But Jonson had by no means given up the popular stage when he
turned to the amusement of King James. In 1605 "Volpone" was
produced, "The Silent Woman" in 1609, "The Alchemist" in the
following year. These comedies, with "Bartholomew Fair," 1614,
represent Jonson at his height, and for constructive cleverness,
character successfully conceived in the manner of caricature, wit
and brilliancy of dialogue, they stand alone in English drama.

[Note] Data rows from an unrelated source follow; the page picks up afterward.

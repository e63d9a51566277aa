// ==========================================
// 仓储 ERP 后台 - 操作日志领域模型
// ==========================================
// 用途: 审计追踪（写入 data0.action_log）
// ==========================================

use chrono::NaiveDateTime;
use serde::{Deserialize, Serialize};
use serde_json::Value as JsonValue;
use std::fmt;

// ==========================================
// ActionLog - 操作日志
// ==========================================
#[derive(Debug, Clone, Serialize, Deserialize)]
pub struct ActionLog {
    pub action_id: String,
    pub action_type: String,
    pub action_ts: NaiveDateTime,
    pub actor: String,

    // ===== 操作负载 =====
    pub payload_json: Option<JsonValue>,

    // ===== 影响摘要 =====
    pub impact_summary_json: Option<JsonValue>,

    /// 涉及的 schema
    pub db: Option<String>,
    pub detail: Option<String>,
}

// ==========================================
// ActionType - 操作类型
// ==========================================
#[derive(Debug, Clone, Copy, PartialEq, Eq, Serialize, Deserialize)]
pub enum ActionType {
    AllocationExport,  // 库位分配导出
    AllocationResave,  // 分配表回存再导出
    OtherChargeRemove, // 其他费用重分摊（已提交）
}

impl fmt::Display for ActionType {
    fn fmt(&self, f: &mut fmt::Formatter<'_>) -> fmt::Result {
        match self {
            ActionType::AllocationExport => write!(f, "AllocationExport"),
            ActionType::AllocationResave => write!(f, "AllocationResave"),
            ActionType::OtherChargeRemove => write!(f, "OtherChargeRemove"),
        }
    }
}

impl ActionLog {
    /// 以当前时间创建日志
    pub fn now(action_type: ActionType, actor: &str) -> Self {
        Self {
            action_id: uuid::Uuid::new_v4().to_string(),
            action_type: action_type.to_string(),
            action_ts: chrono::Local::now().naive_local(),
            actor: actor.to_string(),
            payload_json: None,
            impact_summary_json: None,
            db: None,
            detail: None,
        }
    }
}
use async_trait::async_trait;
use serde::Deserialize;
use std::path::Path;
use thiserror::Error;
use tokio::sync::RwLock;

use super::{AuthorizedService, DbService, DEFAULT_PURPOSE};
use crate::database::DatabaseError;

#[derive(Debug, Error)]
pub enum DirectoryError {
    #[error(transparent)]
    Database(#[from] DatabaseError),

    #[error("Directory source error: {0}")]
    Source(String),
}

/// Authorization and DB-service lookups answered by the platform
#[async_trait]
pub trait PlatformDirectory: Send + Sync {
    /// Every DB service the user may see, one entry per granted purpose
    async fn authorized_services(&self, user_id: &str) -> Result<Vec<AuthorizedService>, DirectoryError>;

    async fn db_service(&self, id: &str) -> Result<Option<DbService>, DirectoryError>;
}

#[derive(Debug, Clone, PartialEq, Eq, Deserialize)]
pub struct Grant {
    pub user_id: String,
    pub db_service_id: String,
    #[serde(default = "default_purpose")]
    pub purpose: String,
}

fn default_purpose() -> String {
    DEFAULT_PURPOSE.to_string()
}

#[derive(Debug, Default, Deserialize)]
struct DirectoryFile {
    #[serde(default)]
    services: Vec<DbService>,
    #[serde(default)]
    grants: Vec<Grant>,
}

/// In-process directory, loaded from YAML or filled programmatically
#[derive(Default)]
pub struct StaticDirectory {
    services: RwLock<Vec<DbService>>,
    grants: RwLock<Vec<Grant>>,
}

impl StaticDirectory {
    pub fn new() -> Self {
        Self::default()
    }

    pub fn from_yaml(raw: &str) -> Result<Self, DirectoryError> {
        let file: DirectoryFile = serde_yaml::from_str(raw)
            .map_err(|e| DirectoryError::Source(format!("invalid directory file: {}", e)))?;
        Ok(Self {
            services: RwLock::new(file.services),
            grants: RwLock::new(file.grants),
        })
    }

    pub fn load(path: impl AsRef<Path>) -> Result<Self, DirectoryError> {
        let path = path.as_ref();
        let raw = std::fs::read_to_string(path)
            .map_err(|e| DirectoryError::Source(format!("{}: {}", path.display(), e)))?;
        Self::from_yaml(&raw)
    }

    /// Insert or replace a service by id
    pub async fn put_service(&self, service: DbService) {
        let mut services = self.services.write().await;
        match services.iter_mut().find(|s| s.id == service.id) {
            Some(slot) => *slot = service,
            None => services.push(service),
        }
    }

    pub async fn grant(&self, user_id: &str, db_service_id: &str, purpose: &str) {
        let grant = Grant {
            user_id: user_id.to_string(),
            db_service_id: db_service_id.to_string(),
            purpose: purpose.to_string(),
        };
        let mut grants = self.grants.write().await;
        if !grants.contains(&grant) {
            grants.push(grant);
        }
    }

    pub async fn revoke_all(&self, user_id: &str) {
        self.grants.write().await.retain(|g| g.user_id != user_id);
    }
}

#[async_trait]
impl PlatformDirectory for StaticDirectory {
    async fn authorized_services(&self, user_id: &str) -> Result<Vec<AuthorizedService>, DirectoryError> {
        let services = self.services.read().await;
        let grants = self.grants.read().await;

        Ok(grants
            .iter()
            .filter(|g| g.user_id == user_id)
            .filter_map(|g| {
                services
                    .iter()
                    .find(|s| s.id == g.db_service_id)
                    .map(|s| AuthorizedService {
                        service: s.clone(),
                        purpose: g.purpose.clone(),
                    })
            })
            .collect())
    }

    async fn db_service(&self, id: &str) -> Result<Option<DbService>, DirectoryError> {
        Ok(self.services.read().await.iter().find(|s| s.id == id).cloned())
    }
}
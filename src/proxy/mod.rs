// Prefix-based reverse proxy: target registry, path rewrites and forwarding

pub mod forward;
pub mod middleware;
pub mod registry;
pub mod rewrite;
pub mod target;

pub use forward::{ForwardError, Forwarder};
pub use middleware::proxy_middleware;
pub use registry::{RegistryError, TargetRegistry};
pub use rewrite::{RewriteError, RewriteRules};
pub use target::{ProxyTarget, SELF_TARGET_NAME};
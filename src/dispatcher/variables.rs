// Typed variables of the operations whose integer arguments the workbench
// UI may send as floats (`200.0`). Deserializing through these structs is the
// single coercion step; fields they do not name pass through in `extra`.

use serde::{Deserialize, Deserializer, Serialize};
use serde_json::{Map, Value};
use thiserror::Error;

#[derive(Debug, Error)]
pub enum VariablesError {
    #[error("Invalid variables for {operation}: {message}")]
    Invalid { operation: String, message: String },
}

#[derive(Debug, Clone, Serialize, Deserialize)]
#[serde(rename_all = "camelCase")]
pub struct DataFilterConstraint {
    #[serde(default, deserialize_with = "lenient::opt_int", skip_serializing_if = "Option::is_none")]
    pub attribute_position: Option<i64>,
    #[serde(default, deserialize_with = "lenient::opt_int", skip_serializing_if = "Option::is_none")]
    pub order_position: Option<i64>,
    #[serde(flatten)]
    pub extra: Map<String, Value>,
}

#[derive(Debug, Clone, Serialize, Deserialize)]
#[serde(rename_all = "camelCase")]
pub struct DataFilter {
    #[serde(default, deserialize_with = "lenient::opt_int", skip_serializing_if = "Option::is_none")]
    pub offset: Option<i64>,
    #[serde(default, deserialize_with = "lenient::opt_int", skip_serializing_if = "Option::is_none")]
    pub limit: Option<i64>,
    #[serde(default, skip_serializing_if = "Option::is_none")]
    pub constraints: Option<Vec<DataFilterConstraint>>,
    #[serde(flatten)]
    pub extra: Map<String, Value>,
}

#[derive(Debug, Clone, Serialize, Deserialize)]
#[serde(rename_all = "camelCase")]
pub struct ExecuteQueryVariables {
    #[serde(default, skip_serializing_if = "Option::is_none")]
    pub connection_id: Option<String>,
    #[serde(default, skip_serializing_if = "Option::is_none")]
    pub sql: Option<String>,
    #[serde(default, skip_serializing_if = "Option::is_none")]
    pub filter: Option<DataFilter>,
    #[serde(flatten)]
    pub extra: Map<String, Value>,
}

#[derive(Debug, Clone, Serialize, Deserialize)]
#[serde(rename_all = "camelCase")]
pub struct ReadContainerVariables {
    #[serde(default, skip_serializing_if = "Option::is_none")]
    pub connection_id: Option<String>,
    #[serde(default, skip_serializing_if = "Option::is_none")]
    pub filter: Option<DataFilter>,
    #[serde(flatten)]
    pub extra: Map<String, Value>,
}

#[derive(Debug, Clone, Serialize, Deserialize)]
#[serde(rename_all = "camelCase")]
pub struct NavNodeChildrenVariables {
    #[serde(default, deserialize_with = "lenient::opt_int", skip_serializing_if = "Option::is_none")]
    pub offset: Option<i64>,
    #[serde(default, deserialize_with = "lenient::opt_int", skip_serializing_if = "Option::is_none")]
    pub limit: Option<i64>,
    #[serde(flatten)]
    pub extra: Map<String, Value>,
}

/// Variables of `getSqlExecuteTaskResults`; read, never rewritten
#[derive(Debug, Clone, Deserialize)]
#[serde(rename_all = "camelCase")]
pub struct TaskResultsVariables {
    pub task_id: String,
}

/// Round-trip `variables` through the typed shape of `operation`.
/// Operations without a typed shape are returned unchanged.
pub fn coerce(operation: &str, variables: Value) -> Result<Value, VariablesError> {
    match operation {
        "asyncSqlExecuteQuery" => round_trip::<ExecuteQueryVariables>(operation, variables),
        "asyncReadDataFromContainer" => round_trip::<ReadContainerVariables>(operation, variables),
        "navNodeChildren" => round_trip::<NavNodeChildrenVariables>(operation, variables),
        _ => Ok(variables),
    }
}

fn round_trip<T>(operation: &str, variables: Value) -> Result<Value, VariablesError>
where
    T: for<'de> Deserialize<'de> + Serialize,
{
    if variables.is_null() {
        return Ok(variables);
    }
    let invalid = |e: serde_json::Error| VariablesError::Invalid {
        operation: operation.to_string(),
        message: e.to_string(),
    };
    let typed: T = serde_json::from_value(variables).map_err(invalid)?;
    serde_json::to_value(typed).map_err(invalid)
}

mod lenient {
    use super::*;
    use serde::de::Error;

    /// Integers, or floats with no fractional part
    pub fn opt_int<'de, D>(deserializer: D) -> Result<Option<i64>, D::Error>
    where
        D: Deserializer<'de>,
    {
        match Value::deserialize(deserializer)? {
            Value::Null => Ok(None),
            Value::Number(n) => {
                if let Some(i) = n.as_i64() {
                    return Ok(Some(i));
                }
                match n.as_f64() {
                    Some(f) if f.fract() == 0.0 && f >= i64::MIN as f64 && f <= i64::MAX as f64 => Ok(Some(f as i64)),
                    _ => Err(D::Error::custom(format!("expected an integer, got {}", n))),
                }
            }
            other => Err(D::Error::custom(format!("expected an integer, got {}", other))),
        }
    }
}
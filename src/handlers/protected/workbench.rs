use axum::{
    extract::State,
    http::header::SET_COOKIE,
    response::{AppendHeaders, IntoResponse},
    Extension,
};
use serde::Serialize;

use crate::app::AppState;
use crate::config::WorkbenchConfig;
use crate::error::ApiError;
use crate::middleware::{ApiResponse, AuthUser};
use crate::workbench::{LoginOutcome, WorkbenchError, WorkbenchService};

fn workbench(state: &AppState) -> Result<&WorkbenchService, ApiError> {
    state
        .workbench
        .as_deref()
        .ok_or_else(|| WorkbenchError::NotConfigured.into())
}

fn session_cookie(config: &WorkbenchConfig, value: &str, max_age: Option<u32>) -> String {
    let mut cookie = format!(
        "{}={}; Path={}; HttpOnly; SameSite=Lax",
        config.session_cookie, value, config.path_prefix
    );
    if let Some(age) = max_age {
        cookie.push_str(&format!("; Max-Age={}", age));
    }
    cookie
}

/// POST /api/workbench/session - Delegated login into the SQL workbench
///
/// Reuses the cached workbench session when the caller's token is unchanged.
/// Otherwise provisions the workbench user, reconciles its connections and
/// logs in. The workbench session cookie is set on the response.
///
/// Expected Output:
/// ```json
/// {
///   "success": true,
///   "data": {
///     "reused": false,
///     "reconciliation": {
///       "user_id": "u1",
///       "created": ["S1:default:u1"],
///       "updated": [],
///       "deleted": [],
///       "failed": [],
///       "verified": true,
///       "rebound": false,
///       "converged": true
///     }
///   }
/// }
/// ```
pub async fn workbench_login(
    State(state): State<AppState>,
    Extension(user): Extension<AuthUser>,
) -> Result<impl IntoResponse, ApiError> {
    let service = workbench(&state)?;
    let outcome: LoginOutcome = service.login(&user.user_id, &user.credential_version).await?;
    let cookie = session_cookie(service.config(), outcome.handle.as_str(), None);

    Ok((AppendHeaders([(SET_COOKIE, cookie)]), ApiResponse::success(outcome)))
}

#[derive(Debug, Serialize)]
pub struct LogoutOutcome {
    pub unbound: bool,
}

/// DELETE /api/workbench/session - Drop the caller's cached workbench session
pub async fn workbench_logout(
    State(state): State<AppState>,
    Extension(user): Extension<AuthUser>,
) -> Result<impl IntoResponse, ApiError> {
    let service = workbench(&state)?;
    let unbound = service.logout(&user.user_id).is_some();
    let cookie = session_cookie(service.config(), "", Some(0));

    Ok((AppendHeaders([(SET_COOKIE, cookie)]), ApiResponse::success(LogoutOutcome { unbound })))
}
mod common;

use std::sync::Arc;

use anyhow::{Context, Result};
use serde_json::{json, Value};
use workbench_gateway::platform::StaticDirectory;

use common::{post_document, post_gql, workbench_login, MockWorkbench, TestGateway};

async fn setup(hooks: Option<&str>) -> Result<(MockWorkbench, TestGateway)> {
    let mock = MockWorkbench::start().await?;
    let mut config = common::test_config()?;
    config.workbench = Some(common::workbench_config(&mock.url, hooks));
    let directory = Arc::new(StaticDirectory::from_yaml(common::DIRECTORY)?);
    let gateway = common::spawn_workbench_gateway(config, directory).await?;
    Ok((mock, gateway))
}

/// Remote id of the connection the gateway created for `key`
fn remote_id(mock: &MockWorkbench, key: &str) -> Result<String> {
    let description = format!("gateway:{}", key);
    mock.connections()
        .into_iter()
        .find(|(_, config)| config["description"] == description.as_str())
        .map(|(id, _)| id)
        .context("connection not created")
}

fn error_code(reply: &Value) -> Option<&str> {
    reply["errors"][0]["extensions"]["code"].as_str()
}

#[tokio::test]
async fn disabled_operations_never_reach_workbench() -> Result<()> {
    let (mock, gateway) = setup(None).await?;
    let client = reqwest::Client::new();
    mock.clear_operations();

    for op in ["createConnection", "updateConnection", "deleteConnection", "copyConnectionFromNode"] {
        let reply = post_gql(&client, &gateway, op, json!({ "config": {} }), None).await?;
        assert_eq!(error_code(&reply), Some("OPERATION_DISABLED"), "{}", op);
    }
    assert!(mock.operations().is_empty());
    Ok(())
}

#[tokio::test]
async fn server_config_hides_custom_connections() -> Result<()> {
    let (_mock, gateway) = setup(None).await?;
    let client = reqwest::Client::new();

    let reply = post_gql(&client, &gateway, "serverConfig", json!({}), None).await?;
    assert_eq!(reply["data"]["serverConfig"]["supportsCustomConnections"], false);
    assert_eq!(reply["data"]["serverConfig"]["productName"], "mock workbench");
    Ok(())
}

#[tokio::test]
async fn unknown_operations_pass_through_untouched() -> Result<()> {
    let (mock, gateway) = setup(None).await?;
    let client = reqwest::Client::new();

    let reply = post_gql(&client, &gateway, "navRefreshNode", json!({ "nodePath": "a/b" }), None).await?;
    assert_eq!(reply["data"]["echo"]["operation"], "navRefreshNode");
    assert_eq!(reply["data"]["echo"]["variables"]["nodePath"], "a/b");
    assert_eq!(mock.operations().last().map(String::as_str), Some("navRefreshNode"));
    Ok(())
}

#[tokio::test]
async fn integral_floats_are_coerced_and_fractions_rejected() -> Result<()> {
    let (mock, gateway) = setup(None).await?;
    let client = reqwest::Client::new();

    let vars = json!({ "connectionId": "c1", "filter": { "offset": 10.0, "limit": 200.0, "sort": "asc" } });
    post_gql(&client, &gateway, "asyncReadDataFromContainer", vars, None).await?;
    let forwarded = mock.last_variables("asyncReadDataFromContainer").context("not forwarded")?;
    assert_eq!(forwarded["filter"]["offset"], json!(10));
    assert!(forwarded["filter"]["offset"].is_i64());
    assert_eq!(forwarded["filter"]["limit"], json!(200));
    assert_eq!(forwarded["filter"]["sort"], "asc");

    mock.clear_operations();
    let vars = json!({ "connectionId": "c1", "filter": { "offset": 2.5 } });
    let reply = post_gql(&client, &gateway, "asyncReadDataFromContainer", vars, None).await?;
    assert_eq!(error_code(&reply), Some("BAD_USER_INPUT"));
    assert!(mock.operations().is_empty());
    Ok(())
}

#[tokio::test]
async fn audited_execute_and_masked_results() -> Result<()> {
    let hooks = common::mock_hooks().await?;
    let (mock, gateway) = setup(Some(&hooks)).await?;
    let client = reqwest::Client::new();

    let (session, _) = workbench_login(&client, &gateway, &gateway.token("alice", "user")).await?;
    let connection = remote_id(&mock, "S1:default:alice")?;
    mock.clear_operations();

    let rejected = post_gql(
        &client,
        &gateway,
        "asyncSqlExecuteQuery",
        json!({ "connectionId": connection, "sql": "DROP TABLE orders" }),
        Some(&session),
    )
    .await?;
    assert_eq!(error_code(&rejected), Some("SQL_REJECTED"));
    assert!(mock.operations().is_empty());

    let accepted = post_gql(
        &client,
        &gateway,
        "asyncSqlExecuteQuery",
        json!({ "connectionId": connection, "sql": "select email from customers" }),
        Some(&session),
    )
    .await?;
    assert_eq!(accepted["data"]["taskInfo"]["id"], "task-1");

    let results = post_gql(
        &client,
        &gateway,
        "getSqlExecuteTaskResults",
        json!({ "taskId": "task-1" }),
        Some(&session),
    )
    .await?;
    let rows = &results["data"]["result"]["results"];
    assert_eq!(rows.as_array().map(Vec::len), Some(1));
    assert_eq!(rows[0]["masked"], true);
    assert_eq!(rows[0]["dbServiceId"], "S1");
    Ok(())
}

#[tokio::test]
async fn inline_sql_is_audited() -> Result<()> {
    let hooks = common::mock_hooks().await?;
    let (mock, gateway) = setup(Some(&hooks)).await?;
    let client = reqwest::Client::new();

    let (session, _) = workbench_login(&client, &gateway, &gateway.token("alice", "user")).await?;
    let connection = remote_id(&mock, "S1:default:alice")?;
    mock.clear_operations();

    let query = format!(
        r#"mutation asyncSqlExecuteQuery {{ asyncSqlExecuteQuery(projectId: "p", connectionId: "{}", contextId: "c", sql: "DROP TABLE orders") {{ id }} }}"#,
        connection
    );
    let reply = post_document(&client, &gateway, "asyncSqlExecuteQuery", &query, json!({}), Some(&session)).await?;
    assert_eq!(error_code(&reply), Some("SQL_REJECTED"));

    // Inline arguments take precedence over a harmless variable of the same name
    let query = "mutation run($c: ID!, $q: String!) { asyncSqlExecuteQuery(connectionId: $c, sql: $q) { id } }";
    let vars = json!({ "c": connection, "q": "drop table orders", "sql": "select 1" });
    let reply = post_document(&client, &gateway, "run", query, vars, Some(&session)).await?;
    assert_eq!(error_code(&reply), Some("SQL_REJECTED"));

    let reply = post_document(
        &client,
        &gateway,
        "run",
        "mutation run { asyncSqlExecuteQuery(projectId: \"p\") { id } }",
        json!({}),
        Some(&session),
    )
    .await?;
    assert_eq!(error_code(&reply), Some("BAD_USER_INPUT"));

    assert!(mock.operations().is_empty());
    Ok(())
}

#[tokio::test]
async fn policy_follows_the_executed_field() -> Result<()> {
    let (mock, gateway) = setup(None).await?;
    let client = reqwest::Client::new();
    mock.clear_operations();

    let renamed = "mutation innocuous { createConnection(config: { host: \"evil\" }) { id } }";
    let reply = post_document(&client, &gateway, "innocuous", renamed, json!({}), None).await?;
    assert_eq!(error_code(&reply), Some("OPERATION_DISABLED"));

    let aliased = "mutation serverConfig { serverConfig: deleteConnection(id: \"c1\") }";
    let reply = post_document(&client, &gateway, "serverConfig", aliased, json!({}), None).await?;
    assert_eq!(error_code(&reply), Some("OPERATION_DISABLED"));

    let hidden = "query q { ...Admin } fragment Admin on Query { updateConnection(config: {}) { id } }";
    let reply = post_document(&client, &gateway, "q", hidden, json!({}), None).await?;
    assert_eq!(error_code(&reply), Some("OPERATION_DISABLED"));

    let reply = post_document(&client, &gateway, "q", "query q { serverConfig(", json!({}), None).await?;
    assert_eq!(error_code(&reply), Some("GRAPHQL_PARSE_FAILED"));

    assert!(mock.operations().is_empty());
    Ok(())
}

#[tokio::test]
async fn unavailable_audit_rejects_query() -> Result<()> {
    let closed = common::closed_port_url()?;
    let (mock, gateway) = setup(Some(&closed)).await?;
    let client = reqwest::Client::new();

    let (session, _) = workbench_login(&client, &gateway, &gateway.token("alice", "user")).await?;
    let connection = remote_id(&mock, "S1:default:alice")?;
    mock.clear_operations();

    let reply = post_gql(
        &client,
        &gateway,
        "asyncSqlExecuteQuery",
        json!({ "connectionId": connection, "sql": "select 1" }),
        Some(&session),
    )
    .await?;
    assert_eq!(error_code(&reply), Some("AUDIT_UNAVAILABLE"));
    assert!(mock.operations().is_empty());
    Ok(())
}

#[tokio::test]
async fn failed_masking_never_releases_data() -> Result<()> {
    let closed = common::closed_port_url()?;
    let (_mock, gateway) = setup(Some(&closed)).await?;
    let client = reqwest::Client::new();

    let reply = post_gql(&client, &gateway, "getSqlExecuteTaskResults", json!({ "taskId": "task-1" }), None).await?;
    assert_eq!(error_code(&reply), Some("MASKING_FAILED"));
    assert!(reply.get("data").map_or(true, Value::is_null));
    assert!(!reply.to_string().contains("ada@example.com"));
    Ok(())
}

#[tokio::test]
async fn logout_through_workbench_drops_cached_session() -> Result<()> {
    let (_mock, gateway) = setup(None).await?;
    let client = reqwest::Client::new();
    let token = gateway.token("alice", "user");

    let (session, _) = workbench_login(&client, &gateway, &token).await?;
    let (_, again) = workbench_login(&client, &gateway, &token).await?;
    assert_eq!(again["data"]["reused"], true);

    let reply = post_gql(&client, &gateway, "authLogout", json!({}), Some(&session)).await?;
    assert_eq!(reply["data"]["authLogout"], true);

    let (fresh, body) = workbench_login(&client, &gateway, &token).await?;
    assert_eq!(body["data"]["reused"], false);
    assert_ne!(fresh, session);
    Ok(())
}
// handlers/public/mod.rs - Public handlers (no authentication required)
//
// Security Level: None
// Routes: /health

pub mod health;

pub use health::health;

"Volpone, or the Fox," is, in a sense, a transition play from the
dramatic satires of the war of the theatres to the purer comedy
represented in the plays named above. Its subject is a struggle of
wit applied to chicanery; for among its dramatis personae, from
the villainous Fox himself, his rascally servant Mosca, Voltore
(the vulture), Corbaccio and Corvino (the big and the little
raven), to Sir Politic Would-be and the rest, there is scarcely a
virtuous character in the play. Question has been raised as to
whether a story so forbidding can be considered a comedy, for,
although the plot ends in the discomfiture and imprisonment of the
most vicious, it involves no mortal catastrophe. But Jonson was on
sound historical ground, for "Volpone" is conceived far more
logically on the lines of the ancients' theory of comedy than was
ever the romantic drama of Shakespeare, however repulsive we may
find a philosophy of life that facilely divides the world into the
rogues and their dupes, and, identifying brains with roguery and
innocence with folly, admires the former while inconsistently
punishing them.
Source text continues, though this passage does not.